- Supplied material -
-------
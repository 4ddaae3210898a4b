use crate::error::ConfigError;
use serde::{Deserialize, Serialize};
use std::fs;
use std::path::{Path, PathBuf};
use std::time::Duration;

/// Hard ceiling on page size accepted by the backend.
pub const BACKEND_MAX_LIMIT: usize = 1000;

#[derive(Debug, Clone, Default, Serialize, Deserialize)]
#[serde(default, deny_unknown_fields)]
pub struct Config {
    pub engine: EngineConfig,
}

/// Sizing and defaults for the search orchestrator.
#[derive(Debug, Clone, PartialEq, Serialize, Deserialize)]
#[serde(deny_unknown_fields)]
pub struct EngineConfig {
    #[serde(default = "default_max_entries")]
    pub max_entries: usize,
    #[serde(default = "default_ttl_seconds")]
    pub ttl_seconds: u64,
    /// Entries retained internally by each popularity map.
    #[serde(default = "default_top_n_popular")]
    pub top_n_popular: usize,
    /// Entries reported in a snapshot.
    #[serde(default = "default_top_n_reported")]
    pub top_n_reported: usize,
    #[serde(default = "default_max_limit")]
    pub max_limit: usize,
    #[serde(default = "default_limit")]
    pub default_limit: usize,
    #[serde(default = "default_sort_field")]
    pub default_sort_field: String,
    #[serde(default = "default_facet_fields")]
    pub facet_fields: Vec<String>,
    #[serde(default = "default_max_suggested_queries")]
    pub max_suggested_queries: usize,
    /// Distinct query patterns remembered for `unique_query_patterns`.
    #[serde(default = "default_max_tracked_patterns")]
    pub max_tracked_patterns: usize,
    /// When false every search goes to the executor and nothing is stored.
    #[serde(default = "default_enabled")]
    pub enable_cache: bool,
    /// When false searches are not recorded and snapshots stay empty.
    #[serde(default = "default_enabled")]
    pub enable_analytics: bool,
}

fn default_max_entries() -> usize {
    1000
}
fn default_ttl_seconds() -> u64 {
    300
}
fn default_top_n_popular() -> usize {
    50
}
fn default_top_n_reported() -> usize {
    10
}
fn default_max_limit() -> usize {
    BACKEND_MAX_LIMIT
}
fn default_limit() -> usize {
    50
}
fn default_sort_field() -> String {
    "updated".to_string()
}
fn default_facet_fields() -> Vec<String> {
    ["project", "assignee", "State", "Priority", "Type"]
        .iter()
        .map(|f| f.to_string())
        .collect()
}
fn default_max_suggested_queries() -> usize {
    3
}
fn default_max_tracked_patterns() -> usize {
    100_000
}
fn default_enabled() -> bool {
    true
}

impl Default for EngineConfig {
    fn default() -> Self {
        Self {
            max_entries: default_max_entries(),
            ttl_seconds: default_ttl_seconds(),
            top_n_popular: default_top_n_popular(),
            top_n_reported: default_top_n_reported(),
            max_limit: default_max_limit(),
            default_limit: default_limit(),
            default_sort_field: default_sort_field(),
            facet_fields: default_facet_fields(),
            max_suggested_queries: default_max_suggested_queries(),
            max_tracked_patterns: default_max_tracked_patterns(),
            enable_cache: default_enabled(),
            enable_analytics: default_enabled(),
        }
    }
}

impl EngineConfig {
    pub fn ttl(&self) -> Duration {
        Duration::from_secs(self.ttl_seconds)
    }

    pub fn validate(&self) -> Result<(), ConfigError> {
        if self.max_entries == 0 {
            return Err(ConfigError::Invalid("max_entries must be at least 1".into()));
        }
        if self.max_limit == 0 || self.max_limit > BACKEND_MAX_LIMIT {
            return Err(ConfigError::Invalid(format!(
                "max_limit must be between 1 and {BACKEND_MAX_LIMIT}"
            )));
        }
        if self.max_tracked_patterns == 0 {
            return Err(ConfigError::Invalid("max_tracked_patterns must be at least 1".into()));
        }
        if self.default_limit == 0 {
            return Err(ConfigError::Invalid("default_limit must be at least 1".into()));
        }
        if self.top_n_reported > self.top_n_popular {
            return Err(ConfigError::Invalid(format!(
                "top_n_reported ({}) exceeds top_n_popular ({})",
                self.top_n_reported, self.top_n_popular
            )));
        }
        Ok(())
    }
}

impl Config {
    /// Loads the first config file found, or defaults when there is none.
    pub fn load(explicit: Option<&Path>) -> Result<Self, ConfigError> {
        let path = match explicit {
            Some(path) => Some(path.to_path_buf()),
            None => Self::find_config_path(),
        };

        let config = match path {
            Some(path) => Self::from_file(&path)?,
            None => Self::default(),
        };
        config.engine.validate()?;
        Ok(config)
    }

    pub fn from_file(path: &Path) -> Result<Self, ConfigError> {
        let content = fs::read_to_string(path)?;
        toml::from_str(&content).map_err(|source| ConfigError::Parse {
            path: path.to_path_buf(),
            source,
        })
    }

    fn find_config_path() -> Option<PathBuf> {
        if let Some(xdg_config) = dirs::config_dir() {
            let xdg_path = xdg_config.join("ytsearch/config.toml");
            if xdg_path.exists() {
                return Some(xdg_path);
            }
        }

        if let Some(home) = dirs::home_dir() {
            let home_path = home.join(".ytsearch.toml");
            if home_path.exists() {
                return Some(home_path);
            }
        }

        let current_path = Path::new(".ytsearch.toml");
        if current_path.exists() {
            return Some(current_path.to_path_buf());
        }

        None
    }
}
-------
Would you return the entries exactly as they stand?

- Your response -
repository 4ddaae3210898a4b
use crate::error::ConfigError;
use serde::{Deserialize, Serialize};
use std::fs;
use std::path::{Path, PathBuf};
use std::time::Duration;

/// Hard ceiling on page size accepted by the backend.
pub const BACKEND_MAX_LIMIT: usize = 1000;

#[derive(Debug, Clone, Default, Serialize, Deserialize)]
#[serde(default, deny_unknown_fields)]
pub struct Config {
    pub engine: EngineConfig,
}

/// Sizing and defaults for the search orchestrator.
#[derive(Debug, Clone, PartialEq, Serialize, Deserialize)]
#[serde(deny_unknown_fields)]
pub struct EngineConfig {
    #[serde(default = "default_max_entries")]
    pub max_entries: usize,
    #[serde(default = "default_ttl_seconds")]
    pub ttl_seconds: u64,
    /// Entries retained internally by each popularity map.
    #[serde(default = "default_top_n_popular")]
    pub top_n_popular: usize,
    /// Entries reported in a snapshot.
    #[serde(default = "default_top_n_reported")]
    pub top_n_reported: usize,
    #[serde(default = "default_max_limit")]
    pub max_limit: usize,
    #[serde(default = "default_limit")]
    pub default_limit: usize,
    #[serde(default = "default_sort_field")]
    pub default_sort_field: String,
    #[serde(default = "default_facet_fields")]
    pub facet_fields: Vec<String>,
    #[serde(default = "default_max_suggested_queries")]
    pub max_suggested_queries: usize,
    /// Distinct query patterns remembered for `unique_query_patterns`.
    #[serde(default = "default_max_tracked_patterns")]
    pub max_tracked_patterns: usize,
    /// When false every search goes to the executor and nothing is stored.
    #[serde(default = "default_enabled")]
    pub enable_cache: bool,
    /// When false searches are not recorded and snapshots stay empty.
    #[serde(default = "default_enabled")]
    pub enable_analytics: bool,
}

fn default_max_entries() -> usize {
    1000
}
fn default_ttl_seconds() -> u64 {
    300
}
fn default_top_n_popular() -> usize {
    50
}
fn default_top_n_reported() -> usize {
    10
}
fn default_max_limit() -> usize {
    BACKEND_MAX_LIMIT
}
fn default_limit() -> usize {
    50
}
fn default_sort_field() -> String {
    "updated".to_string()
}
fn default_facet_fields() -> Vec<String> {
    ["project", "assignee", "State", "Priority", "Type"]
        .iter()
        .map(|f| f.to_string())
        .collect()
}
fn default_max_suggested_queries() -> usize {
    3
}
fn default_max_tracked_patterns() -> usize {
    100_000
}
fn default_enabled() -> bool {
    true
}

impl Default for EngineConfig {
    fn default() -> Self {
        Self {
            max_entries: default_max_entries(),
            ttl_seconds: default_ttl_seconds(),
            top_n_popular: default_top_n_popular(),
            top_n_reported: default_top_n_reported(),
            max_limit: default_max_limit(),
            default_limit: default_limit(),
            default_sort_field: default_sort_field(),
            facet_fields: default_facet_fields(),
            max_suggested_queries: default_max_suggested_queries(),
            max_tracked_patterns: default_max_tracked_patterns(),
            enable_cache: default_enabled(),
            enable_analytics: default_enabled(),
        }
    }
}

impl EngineConfig {
    pub fn ttl(&self) -> Duration {
        Duration::from_secs(self.ttl_seconds)
    }

    pub fn validate(&self) -> Result<(), ConfigError> {
        if self.max_entries == 0 {
            return Err(ConfigError::Invalid("max_entries must be at least 1".into()));
        }
        if self.max_limit == 0 || self.max_limit > BACKEND_MAX_LIMIT {
            return Err(ConfigError::Invalid(format!(
                "max_limit must be between 1 and {BACKEND_MAX_LIMIT}"
            )));
        }
        if self.max_tracked_patterns == 0 {
            return Err(ConfigError::Invalid("max_tracked_patterns must be at least 1".into()));
        }
        if self.default_limit == 0 {
            return Err(ConfigError::Invalid("default_limit must be at least 1".into()));
        }
        if self.top_n_reported > self.top_n_popular {
            return Err(ConfigError::Invalid(format!(
                "top_n_reported ({}) exceeds top_n_popular ({})",
                self.top_n_reported, self.top_n_popular
            )));
        }
        Ok(())
    }
}

impl Config {
    /// Loads the first config file found, or defaults when there is none.
    pub fn load(explicit: Option<&Path>) -> Result<Self, ConfigError> {
        let path = match explicit {
            Some(path) => Some(path.to_path_buf()),
            None => Self::find_config_path(),
        };

        let config = match path {
            Some(path) => Self::from_file(&path)?,
            None => Self::default(),
        };
        config.engine.validate()?;
        Ok(config)
    }

    pub fn from_file(path: &Path) -> Result<Self, ConfigError> {
        let content = fs::read_to_string(path)?;
        toml::from_str(&content).map_err(|source| ConfigError::Parse {
            path: path.to_path_buf(),
            source,
        })
    }

    fn find_config_path() -> Option<PathBuf> {
        if let Some(xdg_config) = dirs::config_dir() {
            let xdg_path = xdg_config.join("ytsearch/config.toml");
            if xdg_path.exists() {
                return Some(xdg_path);
            }
        }

        if let Some(home) = dirs::home_dir() {
            let home_path = home.join(".ytsearch.toml");
            if home_path.exists() {
                return Some(home_path);
            }
        }

        let current_path = Path::new(".ytsearch.toml");
        if current_path.exists() {
            return Some(current_path.to_path_buf());
        }

        None
    }
}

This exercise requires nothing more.